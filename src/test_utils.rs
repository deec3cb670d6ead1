//! One-shot HTTP responder for exercising the HTTP-backed collaborators.

use tokio::io::{AsyncReadExt, AsyncWriteExt};
use tokio::net::{TcpListener, TcpStream};
use tokio::task::JoinHandle;

pub struct MockServer {
    pub url: String,
    request: JoinHandle<String>,
}

impl MockServer {
    /// Serves a single response with the given status, content type and body.
    pub async fn respond(status: u16, content_type: &str, body: &str) -> Self {
        let raw = format!(
            "HTTP/1.1 {status} Mock\r\ncontent-type: {content_type}\r\ncontent-length: {}\r\nconnection: close\r\n\r\n{body}",
            body.len()
        );
        Self::respond_raw(raw).await
    }

    /// Serves a single response written verbatim to the socket.
    pub async fn respond_raw(raw: String) -> Self {
        let listener = TcpListener::bind("127.0.0.1:0").await.unwrap();
        let addr = listener.local_addr().unwrap();
        let request = tokio::spawn(async move {
            let (mut socket, _) = listener.accept().await.unwrap();
            let request = read_request(&mut socket).await;
            socket.write_all(raw.as_bytes()).await.unwrap();
            let _ = socket.shutdown().await;
            request
        });

        Self {
            url: format!("http://{addr}"),
            request,
        }
    }

    /// The raw request the server received.
    pub async fn request(self) -> String {
        self.request.await.unwrap()
    }
}

/// An address nothing listens on.
pub async fn unreachable_url() -> String {
    let listener = TcpListener::bind("127.0.0.1:0").await.unwrap();
    let addr = listener.local_addr().unwrap();
    drop(listener);
    format!("http://{addr}")
}

async fn read_request(socket: &mut TcpStream) -> String {
    let mut buf = Vec::new();
    let mut chunk = [0u8; 4096];
    loop {
        let n = socket.read(&mut chunk).await.unwrap();
        if n == 0 {
            break;
        }
        buf.extend_from_slice(&chunk[..n]);

        let Some(head_end) = buf.windows(4).position(|w| w == b"\r\n\r\n") else {
            continue;
        };
        let head = String::from_utf8_lossy(&buf[..head_end]).to_lowercase();
        let content_length = head
            .lines()
            .find_map(|line| line.strip_prefix("content-length:"))
            .and_then(|value| value.trim().parse::<usize>().ok())
            .unwrap_or(0);
        if buf.len() >= head_end + 4 + content_length {
            break;
        }
    }
    String::from_utf8_lossy(&buf).into_owned()
}
pub mod deepl;

use async_trait::async_trait;
use futures::future::join_all;

use std::sync::Arc;

use crate::article::{FinalizedArticle, SummarizedArticle};

#[derive(Debug, thiserror::Error)]
pub enum TranslateError {
    /// Non-2xx answer; `body` is whatever diagnostic the service sent back.
    #[error("translation service returned HTTP {status}: {body}")]
    Status { status: u16, body: String },
    #[error("translation request failed: {0}")]
    Transport(#[source] reqwest::Error),
    #[error("translation response body could not be read: {0}")]
    UnreadableBody(#[source] reqwest::Error),
    #[error("translation response is malformed: {0}")]
    Malformed(#[from] serde_json::Error),
    #[error("translation service returned no text")]
    Empty,
}

#[async_trait]
pub trait Translate: Send + Sync {
    async fn translate(&self, text: &str, target_lang: &str) -> Result<String, TranslateError>;
}

pub struct Translator {
    backend: Arc<dyn Translate>,
    target_lang: String,
}

impl Translator {
    pub fn new(backend: Arc<dyn Translate>, target_lang: impl Into<String>) -> Self {
        Self {
            backend,
            target_lang: target_lang.into(),
        }
    }

    /// Translates every present summary concurrently.
    ///
    /// Articles without a summary pass through untouched, and a failed
    /// translation keeps the original summary.
    pub async fn translate(&self, articles: Vec<SummarizedArticle>) -> Vec<FinalizedArticle> {
        tracing::info!(
            "Translating {} summaries into {}",
            articles.iter().filter(|a| a.summary.is_some()).count(),
            self.target_lang
        );

        join_all(articles.into_iter().map(|article| self.translate_one(article))).await
    }

    async fn translate_one(&self, article: SummarizedArticle) -> FinalizedArticle {
        let Some(summary) = article.summary.as_deref() else {
            return article.into();
        };

        let translated = self.backend.translate(summary, &self.target_lang).await;
        match translated {
            Ok(text) => FinalizedArticle::translated(article, text, &self.target_lang),
            Err(e) => {
                tracing::warn!(
                    "Failed to translate summary of \"{}\", keeping original: {}",
                    article.title,
                    e
                );
                article.into()
            }
        }
    }
}
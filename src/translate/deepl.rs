use async_trait::async_trait;
use reqwest::header::AUTHORIZATION;
use reqwest::Client;
use serde::{Deserialize, Serialize};

use super::{Translate, TranslateError};

#[derive(Debug, Serialize, Deserialize)]
pub struct DeeplResponse {
    pub translations: Vec<DeeplTranslation>,
}

#[derive(Debug, Serialize, Deserialize)]
pub struct DeeplTranslation {
    #[serde(default)]
    pub detected_source_language: Option<String>,
    pub text: String,
}

/// DeepL `/v2/translate` client.
///
/// HTTP 456 is DeepL's "quota exceeded" answer and surfaces as
/// [`TranslateError::Status`] like any other non-2xx status.
pub struct DeeplTranslator {
    client: Client,
    api_url: String,
    api_key: String,
}

impl DeeplTranslator {
    pub fn new(client: Client, api_url: impl Into<String>, api_key: impl Into<String>) -> Self {
        Self {
            client,
            api_url: api_url.into(),
            api_key: api_key.into(),
        }
    }
}

#[async_trait]
impl Translate for DeeplTranslator {
    async fn translate(&self, text: &str, target_lang: &str) -> Result<String, TranslateError> {
        let response = self
            .client
            .post(&self.api_url)
            .header(AUTHORIZATION, format!("DeepL-Auth-Key {}", self.api_key))
            .form(&[("text", text), ("target_lang", target_lang)])
            .send()
            .await
            .map_err(TranslateError::Transport)?;

        let status = response.status();
        if !status.is_success() {
            let body = response
                .text()
                .await
                .unwrap_or_else(|e| format!("<unreadable body: {}>", e));
            return Err(TranslateError::Status {
                status: status.as_u16(),
                body,
            });
        }

        let body = response
            .bytes()
            .await
            .map_err(TranslateError::UnreadableBody)?;
        parse_translation(&body)
    }
}

fn parse_translation(body: &[u8]) -> Result<String, TranslateError> {
    let response: DeeplResponse = serde_json::from_slice(body)?;
    let translation = response
        .translations
        .into_iter()
        .next()
        .ok_or(TranslateError::Empty)?;

    if let Some(source) = &translation.detected_source_language {
        tracing::debug!("DeepL detected source language {}", source);
    }
    if translation.text.trim().is_empty() {
        return Err(TranslateError::Empty);
    }
    Ok(translation.text)
}

#[cfg(test)]
mod tests {
    use super::*;

    use crate::test_utils::{unreachable_url, MockServer};

    fn translator(url: &str) -> DeeplTranslator {
        DeeplTranslator::new(Client::new(), format!("{url}/v2/translate"), "test-key")
    }

    #[tokio::test]
    async fn test_translate_success() {
        let server = MockServer::respond(
            200,
            "application/json",
            r#"{"translations":[{"detected_source_language":"EN","text":"Hallo"}]}"#,
        )
        .await;

        let text = translator(&server.url).translate("hello", "DE").await.unwrap();
        assert_eq!(text, "Hallo");

        let request = server.request().await;
        assert!(request.starts_with("POST /v2/translate "));
        assert!(request
            .to_lowercase()
            .contains("authorization: deepl-auth-key test-key"));
        assert!(request.ends_with("text=hello&target_lang=DE"));
    }

    #[tokio::test]
    async fn test_quota_exceeded_status() {
        let server = MockServer::respond(
            456,
            "application/json",
            r#"{"message":"Quota Exceeded"}"#,
        )
        .await;

        let err = translator(&server.url)
            .translate("hello", "DE")
            .await
            .unwrap_err();
        match err {
            TranslateError::Status { status, body } => {
                assert_eq!(status, 456);
                assert!(body.contains("Quota Exceeded"));
            }
            other => panic!("unexpected error: {other}"),
        }
    }

    #[tokio::test]
    async fn test_truncated_body_is_unreadable() {
        let raw = "HTTP/1.1 200 OK\r\ncontent-type: application/json\r\ncontent-length: 200\r\nconnection: close\r\n\r\n{\"transl"
            .to_string();
        let server = MockServer::respond_raw(raw).await;

        let err = translator(&server.url)
            .translate("hello", "DE")
            .await
            .unwrap_err();
        assert!(matches!(err, TranslateError::UnreadableBody(_)), "{err}");
    }

    #[tokio::test]
    async fn test_non_json_body_is_malformed() {
        let server = MockServer::respond(200, "text/html", "<html>maintenance</html>").await;

        let err = translator(&server.url)
            .translate("hello", "DE")
            .await
            .unwrap_err();
        assert!(matches!(err, TranslateError::Malformed(_)), "{err}");
    }

    #[tokio::test]
    async fn test_no_translations_is_empty() {
        let server = MockServer::respond(200, "application/json", r#"{"translations":[]}"#).await;

        let err = translator(&server.url)
            .translate("hello", "DE")
            .await
            .unwrap_err();
        assert!(matches!(err, TranslateError::Empty));
    }

    #[tokio::test]
    async fn test_blank_text_is_empty() {
        let server = MockServer::respond(
            200,
            "application/json",
            r#"{"translations":[{"detected_source_language":"EN","text":"  "}]}"#,
        )
        .await;

        let err = translator(&server.url)
            .translate("hello", "DE")
            .await
            .unwrap_err();
        assert!(matches!(err, TranslateError::Empty));
    }

    #[tokio::test]
    async fn test_unreachable_service_is_transport_error() {
        let url = unreachable_url().await;

        let err = translator(&url).translate("hello", "DE").await.unwrap_err();
        assert!(matches!(err, TranslateError::Transport(_)), "{err}");
    }
}
use anyhow::{Context, Result};
use async_trait::async_trait;
use reqwest::Client;
use serde::Serialize;

use crate::article::FinalizedArticle;
use crate::constant::MAX_WEBHOOK_MESSAGE_CHARS;

use super::Notify;

#[derive(Debug, Serialize)]
struct WebhookPayload<'a> {
    content: &'a str,
}

/// Posts `{"content": ...}` to a chat webhook (Discord and compatible services).
pub struct WebhookNotifier {
    client: Client,
    url: String,
}

impl WebhookNotifier {
    pub fn new(client: Client, url: impl Into<String>) -> Self {
        Self {
            client,
            url: url.into(),
        }
    }
}

/// Renders the article, capped at the webhook's message length.
pub fn format_message(article: &FinalizedArticle) -> String {
    let message = article.to_string();
    if message.chars().count() <= MAX_WEBHOOK_MESSAGE_CHARS {
        return message;
    }

    let end = message
        .char_indices()
        .nth(MAX_WEBHOOK_MESSAGE_CHARS - 1)
        .map_or(message.len(), |(index, _)| index);
    format!("{}…", &message[..end])
}

#[async_trait]
impl Notify for WebhookNotifier {
    async fn notify(&self, article: &FinalizedArticle) -> Result<()> {
        let message = format_message(article);
        self.client
            .post(&self.url)
            .json(&WebhookPayload { content: &message })
            .send()
            .await
            .context("Webhook request failed")?
            .error_for_status()?;

        tracing::debug!("Delivered \"{}\" to webhook", article.title);
        Ok(())
    }
}
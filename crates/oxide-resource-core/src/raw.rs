//! Possibly-partial resource descriptions as authors write them.
//!
//! Shorthand forms are accepted wherever a full object would be:
//!
//! ```json
//! {
//!     "name": "cat",
//!     "attributes": { "name": "text" },
//!     "relationships": { "owner": "many-to-one" },
//!     "pagination": false
//! }
//! ```
//!
//! Keys outside the canonical set are dropped on deserialization.

use std::collections::{BTreeMap, BTreeSet};

use serde::Deserialize;

use crate::model::{BuiltInMeta, Cardinality};

/// An attribute or meta field: a bare type literal or a full object.
#[derive(Debug, Clone, PartialEq, Deserialize)]
#[serde(untagged)]
pub enum RawAttribute {
    /// `"text"`
    Type(String),
    /// `{ "type": "text", "nullable": false, "default": "x" }`
    Full {
        #[serde(rename = "type")]
        sql_type: String,
        #[serde(default)]
        nullable: Option<bool>,
        #[serde(default)]
        default: Option<serde_json::Value>,
    },
}

/// A relationship: a bare cardinality or a full object.
///
/// In both forms the related resource defaults to the relationship key.
#[derive(Debug, Clone, PartialEq, Deserialize)]
#[serde(untagged)]
pub enum RawRelationship {
    /// `"many-to-one"`
    Cardinality(Cardinality),
    /// `{ "resource": "person", "cardinality": "many-to-one", "host": true }`
    Full {
        #[serde(default)]
        resource: Option<String>,
        cardinality: Cardinality,
        #[serde(default)]
        host: Option<bool>,
        #[serde(default)]
        nullable: Option<bool>,
        /// Host relationship on `resource` backing a guest side.
        #[serde(default)]
        inverse: Option<String>,
    },
}

/// Pagination: a flag or a partial settings object.
#[derive(Debug, Clone, PartialEq, Deserialize)]
#[serde(untagged)]
pub enum RawPagination {
    Enabled(bool),
    Settings {
        #[serde(default)]
        enabled: Option<bool>,
        #[serde(default)]
        default_page_size: Option<u32>,
        #[serde(default)]
        default_page_number: Option<u32>,
    },
}

/// Partial action toggles.
#[derive(Debug, Clone, Default, PartialEq, Eq, Deserialize)]
pub struct RawActions {
    #[serde(default)]
    pub create: Option<bool>,
    #[serde(default)]
    pub read_one: Option<bool>,
    #[serde(default)]
    pub read_many: Option<bool>,
    #[serde(default)]
    pub update: Option<bool>,
    #[serde(default)]
    pub delete: Option<bool>,
}

/// A resource description before normalization.
#[derive(Debug, Clone, PartialEq, Deserialize)]
pub struct RawResource {
    pub name: String,
    #[serde(default)]
    pub plural_form: Option<String>,
    #[serde(default)]
    pub attributes: BTreeMap<String, RawAttribute>,
    #[serde(default)]
    pub meta: BTreeMap<String, RawAttribute>,
    #[serde(default)]
    pub relationships: BTreeMap<String, RawRelationship>,
    #[serde(default)]
    pub actions: Option<RawActions>,
    #[serde(default)]
    pub pagination: Option<RawPagination>,
    /// Built-in meta fields to opt into; both when absent.
    #[serde(default)]
    pub built_in_meta: Option<BTreeSet<BuiltInMeta>>,
}

impl RawResource {
    /// A bare description with only a name.
    #[must_use]
    pub fn named(name: impl Into<String>) -> Self {
        Self {
            name: name.into(),
            plural_form: None,
            attributes: BTreeMap::new(),
            meta: BTreeMap::new(),
            relationships: BTreeMap::new(),
            actions: None,
            pagination: None,
            built_in_meta: None,
        }
    }

    /// Adds a shorthand attribute.
    #[must_use]
    pub fn attribute(mut self, name: impl Into<String>, sql_type: impl Into<String>) -> Self {
        self.attributes
            .insert(name.into(), RawAttribute::Type(sql_type.into()));
        self
    }

    /// Adds a relationship.
    #[must_use]
    pub fn relationship(mut self, name: impl Into<String>, relationship: RawRelationship) -> Self {
        self.relationships.insert(name.into(), relationship);
        self
    }

    /// Parses a description from a JSON value.
    pub fn from_value(value: serde_json::Value) -> serde_json::Result<Self> {
        serde_json::from_value(value)
    }
}

impl RawRelationship {
    /// A full relationship object with every field given.
    #[must_use]
    pub fn full(resource: &str, cardinality: Cardinality, host: bool) -> Self {
        Self::Full {
            resource: Some(resource.to_string()),
            cardinality,
            host: Some(host),
            nullable: None,
            inverse: None,
        }
    }

    /// Names the host relationship on the related resource that stores
    /// this relationship's key.
    #[must_use]
    pub fn inverse_of(self, relationship: &str) -> Self {
        match self {
            Self::Cardinality(cardinality) => Self::Full {
                resource: None,
                cardinality,
                host: None,
                nullable: None,
                inverse: Some(relationship.to_string()),
            },
            Self::Full {
                resource,
                cardinality,
                host,
                nullable,
                ..
            } => Self::Full {
                resource,
                cardinality,
                host,
                nullable,
                inverse: Some(relationship.to_string()),
            },
        }
    }

    /// The explicitly named inverse, if any.
    #[must_use]
    pub fn inverse(&self) -> Option<&str> {
        match self {
            Self::Cardinality(_) => None,
            Self::Full { inverse, .. } => inverse.as_deref(),
        }
    }
}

Exercise description ::
Retype the first line of the entries and every line after it, please, through the line that contains "let request = read_request(&mut". Add nothing.

Response to this task ::
filename src/test_utils.rs
repository deec3cb670d6ead1
//! One-shot HTTP responder for exercising the HTTP-backed collaborators.

use tokio::io::{AsyncReadExt, AsyncWriteExt};
use tokio::net::{TcpListener, TcpStream};
use tokio::task::JoinHandle;

pub struct MockServer {
    pub url: String,
    request: JoinHandle<String>,
}

impl MockServer {
    /// Serves a single response with the given status, content type and body.
    pub async fn respond(status: u16, content_type: &str, body: &str) -> Self {
        let raw = format!(
            "HTTP/1.1 {status} Mock\r\ncontent-type: {content_type}\r\ncontent-length: {}\r\nconnection: close\r\n\r\n{body}",
            body.len()
        );
        Self::respond_raw(raw).await
    }

    /// Serves a single response written verbatim to the socket.
    pub async fn respond_raw(raw: String) -> Self {
        let listener = TcpListener::bind("127.0.0.1:0").await.unwrap();
        let addr = listener.local_addr().unwrap();
        let request = tokio::spawn(async move {
            let (mut socket, _) = listener.accept().await.unwrap();
            let request = read_request(&mut socket).await;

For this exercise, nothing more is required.